▶ **What to produce**
Set down exactly, from the records below, the line with "async fn main()" through the line with "let store = queuey_infra::open(config.store, &config.redis_url)", and nothing else.

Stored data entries
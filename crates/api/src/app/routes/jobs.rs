use std::sync::Arc;

use axum::{
    extract::{rejection::JsonRejection, Extension, Path},
    response::IntoResponse,
    Json,
};
use tracing::debug;

use queuey_core::JobId;
use queuey_infra::jobs::find_job;
use queuey_infra::StoreError;

use crate::app::{dto, errors, run_blocking, AppState};

pub async fn submit_job(
    Extension(state): Extension<Arc<AppState>>,
    body: Result<Json<dto::SubmitJobRequest>, JsonRejection>,
) -> axum::response::Response {
    let Json(body) = match body {
        Ok(body) => body,
        Err(rejection) => return errors::validation_error(rejection.body_text()),
    };

    let submissions = state.submissions.clone();
    match run_blocking(move || submissions.submit(body.into_new_job())).await {
        Ok(id) => Json(dto::SubmitJobResponse {
            job_id: id.to_string(),
        })
        .into_response(),
        Err(e) => errors::submit_error_to_response(e),
    }
}

pub async fn get_job(
    Extension(state): Extension<Arc<AppState>>,
    Path(id): Path<String>,
) -> axum::response::Response {
    // An id that cannot exist is simply not found.
    let Ok(id) = id.parse::<JobId>() else {
        debug!(id = %id, "lookup with unparsable job id");
        return errors::not_found("job not found");
    };

    let store = state.store.clone();
    match run_blocking::<_, StoreError, _>(move || find_job(&store, id)).await {
        Ok(Some(job)) => Json(job).into_response(),
        Ok(None) => errors::not_found("job not found"),
        Err(e) => errors::store_error_to_response(e),
    }
}
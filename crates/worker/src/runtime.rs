//! Background loops owned by a process.

use std::sync::Arc;
use std::thread::JoinHandle;

use tracing::{error, info};

use queuey_core::HandlerRegistry;
use queuey_infra::jobs::{ShutdownSignal, Watchdog, WorkerPool, WorkerStats};
use queuey_infra::{QueueConfig, SharedStore};

/// The worker pool and/or watchdog a process runs, stopped together.
#[derive(Debug)]
pub struct Background {
    shutdown: ShutdownSignal,
    pool: Option<WorkerPool>,
    watchdog: Option<JoinHandle<()>>,
}

impl Background {
    pub fn new(shutdown: ShutdownSignal) -> Self {
        Self {
            shutdown,
            pool: None,
            watchdog: None,
        }
    }

    /// Start `config.worker_concurrency` Execution Loops.
    pub fn with_workers(
        mut self,
        store: SharedStore,
        registry: Arc<HandlerRegistry>,
        config: &QueueConfig,
    ) -> std::io::Result<Self> {
        let pool = WorkerPool::spawn(
            store,
            registry,
            config.worker_config("worker"),
            config.worker_concurrency,
            self.shutdown.clone(),
        )?;
        info!(
            workers = pool.len(),
            retry_mode = ?config.retry_mode,
            "worker pool started"
        );
        self.pool = Some(pool);
        Ok(self)
    }

    /// Start the Recovery Loop.
    pub fn with_watchdog(mut self, store: SharedStore, config: &QueueConfig) -> std::io::Result<Self> {
        let watchdog = Watchdog::new(store, config.lease_ttl, config.watchdog_interval);
        self.watchdog = Some(watchdog.spawn(self.shutdown.clone())?);
        Ok(self)
    }

    /// Signal every loop and wait for it to finish its current step.
    ///
    /// Blocks; call from a blocking context.
    pub fn stop(self) -> WorkerStats {
        self.shutdown.trigger();

        let stats = self.pool.map(WorkerPool::join).unwrap_or_default();
        if let Some(handle) = self.watchdog {
            if handle.join().is_err() {
                error!("watchdog thread panicked");
            }
        }

        info!(
            processed = stats.jobs_processed,
            succeeded = stats.jobs_succeeded,
            retried = stats.jobs_retried,
            dead_lettered = stats.jobs_dead_lettered,
            "background loops stopped"
        );
        stats
    }
}
use serde::{Deserialize, Serialize};

use queuey_core::{NewJob, Payload};

// -------------------------
// Request DTOs
// -------------------------

#[derive(Debug, Deserialize)]
pub struct SubmitJobRequest {
    #[serde(rename = "type")]
    pub job_type: String,
    /// Absent and `null` both mean an empty payload.
    #[serde(default)]
    pub payload: Option<Payload>,
    #[serde(default)]
    pub dedupe_key: Option<String>,
    #[serde(default)]
    pub max_attempts: Option<i64>,
}

impl SubmitJobRequest {
    pub fn into_new_job(self) -> NewJob {
        let mut job = NewJob::new(self.job_type, self.payload.unwrap_or_default());
        if let Some(key) = self.dedupe_key {
            job = job.with_dedupe_key(key);
        }
        if let Some(max) = self.max_attempts {
            job = job.with_max_attempts(max);
        }
        job
    }
}

pub const DEFAULT_REPLAY_LIMIT: i64 = 100;

#[derive(Debug, Deserialize)]
pub struct ReplayQuery {
    #[serde(default = "default_replay_limit")]
    pub limit: i64,
}

fn default_replay_limit() -> i64 {
    DEFAULT_REPLAY_LIMIT
}

// -------------------------
// Response DTOs
// -------------------------

#[derive(Debug, Serialize)]
pub struct SubmitJobResponse {
    pub job_id: String,
}

#[derive(Debug, Serialize)]
pub struct ReplayResponse {
    pub requeued: usize,
}
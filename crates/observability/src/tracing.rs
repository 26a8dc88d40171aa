//! Tracing/logging initialization.
//!
//! Filtering comes from `RUST_LOG` (default `info`). Output is JSON unless
//! `LOG_FORMAT=text` asks for human-readable lines.

use tracing_subscriber::EnvFilter;

#[derive(Debug, Clone, Copy, PartialEq, Eq, Default)]
pub enum LogFormat {
    #[default]
    Json,
    Text,
}

impl LogFormat {
    pub fn from_env() -> Self {
        Self::parse(std::env::var("LOG_FORMAT").ok().as_deref())
    }

    fn parse(value: Option<&str>) -> Self {
        match value.map(str::trim) {
            Some(v) if v.eq_ignore_ascii_case("text") => Self::Text,
            _ => Self::Json,
        }
    }
}

/// Initialize tracing/logging for the process.
///
/// Safe to call multiple times (subsequent calls are no-ops).
pub fn init(format: LogFormat) {
    let filter = EnvFilter::try_from_default_env()
        .unwrap_or_else(|_| EnvFilter::new("info"));

    let builder = tracing_subscriber::fmt()
        .with_env_filter(filter)
        .with_timer(tracing_subscriber::fmt::time::SystemTime)
        .with_target(false)
        .with_thread_names(true);

    let _ = match format {
        LogFormat::Json => builder.json().try_init(),
        LogFormat::Text => builder.try_init(),
    };
}
use std::sync::Arc;

use anyhow::Context;

use queuey_api::app::{build_app, AppState};
use queuey_core::HandlerRegistry;
use queuey_infra::jobs::ShutdownSignal;
use queuey_infra::{QueueConfig, StoreBackend};
use queuey_worker::{shutdown_requested, Background};

#[tokio::main]
async fn main() -> anyhow::Result<()> {
    queuey_observability::init();

    let config = QueueConfig::from_env().context("invalid api configuration")?;
    let store = queuey_infra::open(config.store, &config.redis_url)
        .with_context(|| format!("failed to open {:?} store", config.store))?;

    // An in-memory store is private to this process, so the process has to
    // run the loops itself.
    let background = if config.store == StoreBackend::Memory {
        tracing::info!("memory store: running embedded workers and watchdog");
        let background = Background::new(ShutdownSignal::new())
            .with_workers(store.clone(), Arc::new(HandlerRegistry::with_builtins()), &config)
            .context("failed to start embedded workers")?
            .with_watchdog(store.clone(), &config)
            .context("failed to start embedded watchdog")?;
        Some(background)
    } else {
        None
    };

    let app = build_app(AppState::new(store, &config));

    let listener = tokio::net::TcpListener::bind(&config.bind_addr)
        .await
        .with_context(|| format!("failed to bind {}", config.bind_addr))?;

    tracing::info!("listening on {}", listener.local_addr()?);

    axum::serve(listener, app)
        .with_graceful_shutdown(shutdown_requested())
        .await
        .context("http server failed")?;

    if let Some(background) = background {
        tokio::task::spawn_blocking(move || background.stop())
            .await
            .context("background shutdown task failed")?;
    }
    Ok(())
}
use std::sync::Arc;

use axum::{
    extract::{rejection::QueryRejection, Extension, Query},
    response::IntoResponse,
    Json,
};

use queuey_infra::jobs::{queue_metrics, replay_dead_letters};
use queuey_infra::StoreError;

use crate::app::{dto, errors, run_blocking, AppState};

pub async fn metrics(Extension(state): Extension<Arc<AppState>>) -> axum::response::Response {
    let store = state.store.clone();
    match run_blocking::<_, StoreError, _>(move || queue_metrics(&store)).await {
        Ok(metrics) => Json(metrics).into_response(),
        Err(e) => errors::store_error_to_response(e),
    }
}

pub async fn replay_dlq(
    Extension(state): Extension<Arc<AppState>>,
    query: Result<Query<dto::ReplayQuery>, QueryRejection>,
) -> axum::response::Response {
    let Query(query) = match query {
        Ok(query) => query,
        Err(rejection) => return errors::validation_error(rejection.body_text()),
    };

    let store = state.store.clone();
    match run_blocking::<_, StoreError, _>(move || replay_dead_letters(&store, query.limit)).await {
        Ok(requeued) => Json(dto::ReplayResponse { requeued }).into_response(),
        Err(e) => errors::store_error_to_response(e),
    }
}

▶ **Response area**
async fn main() -> anyhow::Result<()> {
    queuey_observability::init();

    let config = QueueConfig::from_env().context("invalid api configuration")?;
    let store = queuey_infra::open(config.store, &config.redis_url)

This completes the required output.